Me dijo “¿sabés de lo que te voy a hablar?”, yo dije que sí. Dio una razón bastante lógica: mal podía seguir algo que empezó un poco atado con alfileres, y no quclases, dias, decision, ería herirme más porque no se sentía honesta con ella. Cuando a uno le dicen algo así corre por las venas desamparo, más allá de los buenos términos de este final. Uno deja de ser imprescindible para pasar a ser prescindible. Aunque nadie es eterno y no existen los amores perpetuos, o yo no creo en ellos. Me parece que hay un andar diario que hace que todo siga o no, seguramente yo tampoco sería el mismo de dos años atrás para ella. Como sea, para mi fue un dolor y para ella un alivio. Cuando me fui de su casa pensé en que ya no volvería.


Sin embargo a los dos o tres días, dando clases, aparece Vanesa y me pide que hable con los padres. Le dije que no encontraba motivo, ya estaba todo dicho y me dijo que no le creían, que pensaban que yo la había dejado a ella y que si yo no iba ellos no le creerían. Era una cuestión ya de ellos, pero decidí ir de todas formas.

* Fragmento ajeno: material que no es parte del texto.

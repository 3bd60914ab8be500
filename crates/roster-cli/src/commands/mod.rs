//! Subcommand implementations.

pub mod batch;
pub mod config;
pub mod engines;
pub mod process;

use std::path::{Path, PathBuf};

use clap::ValueEnum;
use tracing::debug;

use roster_core::models::config::{EngineKind, RosterConfig, StrategyKind};

/// Location of the user configuration file.
pub fn default_config_path() -> PathBuf {
    dirs::config_dir()
        .unwrap_or_else(|| PathBuf::from("."))
        .join("roster")
        .join("config.json")
}

/// Load the explicit config file, else the user config file, else defaults.
pub fn load_config(config_path: Option<&str>) -> anyhow::Result<RosterConfig> {
    let config = match config_path {
        Some(path) => RosterConfig::from_file(Path::new(path))
            .map_err(|e| anyhow::anyhow!("Failed to read config {}: {}", path, e))?,
        None => {
            let path = default_config_path();
            if path.exists() {
                debug!("Using config file {}", path.display());
                RosterConfig::from_file(&path)?
            } else {
                RosterConfig::default()
            }
        }
    };

    config.validate()?;
    Ok(config)
}

#[derive(Clone, Copy, Debug, ValueEnum)]
pub enum EngineArg {
    /// pure-onnx-ocr with PaddleOCR models
    Pure,
    /// External tesseract executable
    Tesseract,
}

impl From<EngineArg> for EngineKind {
    fn from(arg: EngineArg) -> Self {
        match arg {
            EngineArg::Pure => EngineKind::Pure,
            EngineArg::Tesseract => EngineKind::Tesseract,
        }
    }
}

#[derive(Clone, Copy, Debug, ValueEnum)]
pub enum StrategyArg {
    /// Reading-order state machine
    Sequential,
    /// Line pairing by vertical gap
    Spatial,
}

impl From<StrategyArg> for StrategyKind {
    fn from(arg: StrategyArg) -> Self {
        match arg {
            StrategyArg::Sequential => StrategyKind::Sequential,
            StrategyArg::Spatial => StrategyKind::Spatial,
        }
    }
}

#[derive(Clone, Copy, Debug, ValueEnum)]
pub enum OutputFormat {
    /// JSON output
    Json,
    /// CSV output
    Csv,
    /// Plain text table
    Text,
}

impl OutputFormat {
    pub fn extension(self) -> &'static str {
        match self {
            OutputFormat::Json => "json",
            OutputFormat::Csv => "csv",
            OutputFormat::Text => "txt",
        }
    }
}

/// Whether a path looks like a screenshot the engines can read.
pub fn is_image_path(path: &Path) -> bool {
    let ext = path
        .extension()
        .and_then(|e| e.to_str())
        .unwrap_or("")
        .to_lowercase();
    matches!(ext.as_str(), "png" | "jpg" | "jpeg" | "bmp" | "webp" | "tiff" | "tif")
}
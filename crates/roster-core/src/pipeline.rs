//! End-to-end pipeline: image -> detections -> tokens -> player records.

use std::path::Path;
use std::time::Instant;

use chrono::{DateTime, Utc};
use image::DynamicImage;
use serde::Serialize;
use tracing::{debug, info};

use crate::error::{Result, RosterError};
use crate::extract::{
    create_extractor, ClassVocabulary, DetectionNormalizer, ExtractionOutcome, ExtractionStats,
    NormalizedToken,
};
use crate::models::config::{ExtractionConfig, RosterConfig, StrategyKind};
use crate::models::player::PlayerRecord;
use crate::ocr::{Detection, DetectionAdapter, OcrOutput};

/// Result of one extraction run.
#[derive(Debug, Clone, Serialize)]
pub struct ExtractionResult {
    /// Records in emission order.
    pub records: Vec<PlayerRecord>,
    /// Strategy that produced the records.
    pub strategy: StrategyKind,
    /// Engine that produced the detections, if OCR ran.
    pub engine: Option<String>,
    /// Dropped candidate counters.
    pub stats: ExtractionStats,
    /// Raw detections handed to the normalizer.
    #[serde(skip_serializing_if = "Vec::is_empty")]
    pub detections: Vec<Detection>,
    /// Tokens surviving normalization.
    #[serde(skip_serializing_if = "Vec::is_empty")]
    pub tokens: Vec<NormalizedToken>,
    /// OCR plus extraction time in milliseconds.
    pub processing_time_ms: u64,
    pub extracted_at: DateTime<Utc>,
}

impl ExtractionResult {
    pub fn is_empty(&self) -> bool {
        self.records.is_empty()
    }
}

/// Both strategies run over the same tokens.
#[derive(Debug, Clone, Serialize)]
pub struct StrategyComparison {
    pub sequential: ExtractionOutcome,
    pub spatial: ExtractionOutcome,
}

impl StrategyComparison {
    /// Records emitted by both strategies.
    pub fn agreed(&self) -> Vec<&PlayerRecord> {
        self.sequential
            .records
            .iter()
            .filter(|r| self.spatial.records.contains(r))
            .collect()
    }

    /// Records emitted by the sequential strategy only.
    pub fn sequential_only(&self) -> Vec<&PlayerRecord> {
        self.sequential
            .records
            .iter()
            .filter(|r| !self.spatial.records.contains(r))
            .collect()
    }

    /// Records emitted by the spatial strategy only.
    pub fn spatial_only(&self) -> Vec<&PlayerRecord> {
        self.spatial
            .records
            .iter()
            .filter(|r| !self.sequential.records.contains(r))
            .collect()
    }
}

/// Roster extraction pipeline.
///
/// Each call is independent: nothing is cached between images. The OCR
/// engine is owned by the pipeline, so concurrent callers need one pipeline
/// each.
pub struct RosterPipeline {
    adapter: Option<DetectionAdapter>,
    normalizer: DetectionNormalizer,
    vocabulary: ClassVocabulary,
    extraction: ExtractionConfig,
}

/// Builder for RosterPipeline.
pub struct RosterPipelineBuilder {
    adapter: Option<DetectionAdapter>,
    vocabulary: ClassVocabulary,
    extraction: ExtractionConfig,
}

impl RosterPipelineBuilder {
    pub fn new() -> Self {
        Self {
            adapter: None,
            vocabulary: ClassVocabulary::default(),
            extraction: ExtractionConfig::default(),
        }
    }

    /// Attach an OCR adapter. Without one only `extract_detections` works.
    pub fn with_adapter(mut self, adapter: DetectionAdapter) -> Self {
        self.adapter = Some(adapter);
        self
    }

    pub fn with_vocabulary(mut self, vocabulary: ClassVocabulary) -> Self {
        self.vocabulary = vocabulary;
        self
    }

    pub fn with_extraction(mut self, extraction: ExtractionConfig) -> Self {
        self.extraction = extraction;
        self
    }

    pub fn build(self) -> RosterPipeline {
        RosterPipeline {
            adapter: self.adapter,
            normalizer: DetectionNormalizer::new()
                .with_min_confidence(self.extraction.min_confidence),
            vocabulary: self.vocabulary,
            extraction: self.extraction,
        }
    }
}

impl Default for RosterPipelineBuilder {
    fn default() -> Self {
        Self::new()
    }
}

impl RosterPipeline {
    pub fn builder() -> RosterPipelineBuilder {
        RosterPipelineBuilder::new()
    }

    /// Validate configuration and load the configured OCR engine.
    pub fn from_config(config: &RosterConfig) -> Result<Self> {
        config.validate()?;
        let adapter = DetectionAdapter::from_config(config)?;
        Ok(RosterPipelineBuilder::new()
            .with_adapter(adapter)
            .with_extraction(config.extraction.clone())
            .build())
    }

    /// Strategy used when the caller does not pick one.
    pub fn default_strategy(&self) -> StrategyKind {
        self.extraction.strategy
    }

    /// Name of the attached OCR engine.
    pub fn engine_name(&self) -> Option<&'static str> {
        self.adapter.as_ref().map(|a| a.engine_name())
    }

    fn adapter(&self) -> Result<&DetectionAdapter> {
        self.adapter.as_ref().ok_or_else(|| {
            RosterError::EngineUnavailable("no OCR engine attached to the pipeline".to_string())
        })
    }

    /// Run OCR on an image file.
    pub fn detect_path(&self, path: &Path) -> Result<OcrOutput> {
        self.adapter()?.detect_path(path)
    }

    /// Extract records from an image file.
    pub fn extract_path(&self, path: &Path, strategy: StrategyKind) -> Result<ExtractionResult> {
        info!("Extracting roster from {}", path.display());
        let output = self.detect_path(path)?;
        Ok(self.finish(output, strategy))
    }

    /// Extract records from a decoded image.
    pub fn extract_image(
        &self,
        image: &DynamicImage,
        strategy: StrategyKind,
    ) -> Result<ExtractionResult> {
        let output = self.adapter()?.detect_image(image)?;
        Ok(self.finish(output, strategy))
    }

    /// Extract records from encoded image bytes.
    pub fn extract_bytes(&self, data: &[u8], strategy: StrategyKind) -> Result<ExtractionResult> {
        let output = self.adapter()?.detect_bytes(data)?;
        Ok(self.finish(output, strategy))
    }

    fn finish(&self, output: OcrOutput, strategy: StrategyKind) -> ExtractionResult {
        let mut result = self.extract_detections(&output.detections, strategy);
        result.detections = output.detections;
        result.engine = Some(output.engine);
        result.processing_time_ms += output.processing_time_ms;
        result
    }

    /// Extract records from detections produced elsewhere.
    ///
    /// Never fails: no usable tokens simply means no records.
    pub fn extract_detections(
        &self,
        detections: &[Detection],
        strategy: StrategyKind,
    ) -> ExtractionResult {
        let start = Instant::now();

        let tokens = self.normalizer.normalize(detections);
        if tokens.is_empty() {
            debug!("No usable tokens in {} detections", detections.len());
        }

        let extractor = create_extractor(strategy, &self.extraction, self.vocabulary.clone());
        let outcome = extractor.extract(&tokens);

        info!(
            "{} strategy: {} records from {} tokens ({} dropped)",
            extractor.name(),
            outcome.records.len(),
            tokens.len(),
            outcome.stats.dropped()
        );

        ExtractionResult {
            records: outcome.records,
            strategy,
            engine: None,
            stats: outcome.stats,
            detections: Vec::new(),
            tokens,
            processing_time_ms: start.elapsed().as_millis() as u64,
            extracted_at: Utc::now(),
        }
    }

    /// Run both strategies over the same detections.
    pub fn compare(&self, detections: &[Detection]) -> StrategyComparison {
        let tokens = self.normalizer.normalize(detections);
        let run = |kind| {
            create_extractor(kind, &self.extraction, self.vocabulary.clone()).extract(&tokens)
        };

        StrategyComparison {
            sequential: run(StrategyKind::Sequential),
            spatial: run(StrategyKind::Spatial),
        }
    }
}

Llegué sin ganas de entrar, pero abrió la puerta y me hizo pasar a mi primero. Como si fuera una película argentina, sentados junto a la mesa, los padres, él con los brazos cruzados, y ella con gesto adusto. Yo pensé bueno…esto será difícil…pero no lo fue. Les dije que había sido decisión de ella, que me dolía mucho, pero que intentaba ser lo mejor para los dos. Que estaba aun dolido y que no entendía qué estaba haciendo ahí dando explicaciones. Vanesa habló y pidió que le creyeran y que no la juzgaran más. Si su cometido era quedar mejor frente a sus padres, supongo que ayudé a la causa, me fui haciendo un bien. Creo que el problema era que los padres y ella eran tan parecidos, que chocaban por eso. Cambio de aire o de actitud eran necesarias.
La seguí viendo unos dos años, yo estuve ese tiempo en mis tareas: seguir con las clases y estudiar en la Facultad. Ella empezó el curso de maestra jardinera. Una vez a la semana iba a donde daba las clases y hablábamos un rato. No la extrañaba tanto ni tampoco me resultaba indiferente, era una mezcla de ambas cosas. Algunas veces se encontraban ahí con Grillito, y las dos tomaban mate juntas y se reían bastante. O el sentido del humor puede todo, o se reían de mí, vaya duda.
Las mismas dudas que terminaron con nosotros, las que me dijo en su casa.




Acotación al margen: no hay que dar nunca por sentado nada, empezando por el amor. En el intento de protegerlo se suele olvidarlo. Como los concursos, que tienen bases y condiciones, habrá que revisar de un amor la manera en que fue pasando y eso nos permite ver hasta lo que nos sucederá. Si ganar es perder, a veces hay que salir perdiendo, no se aprende de otra manera.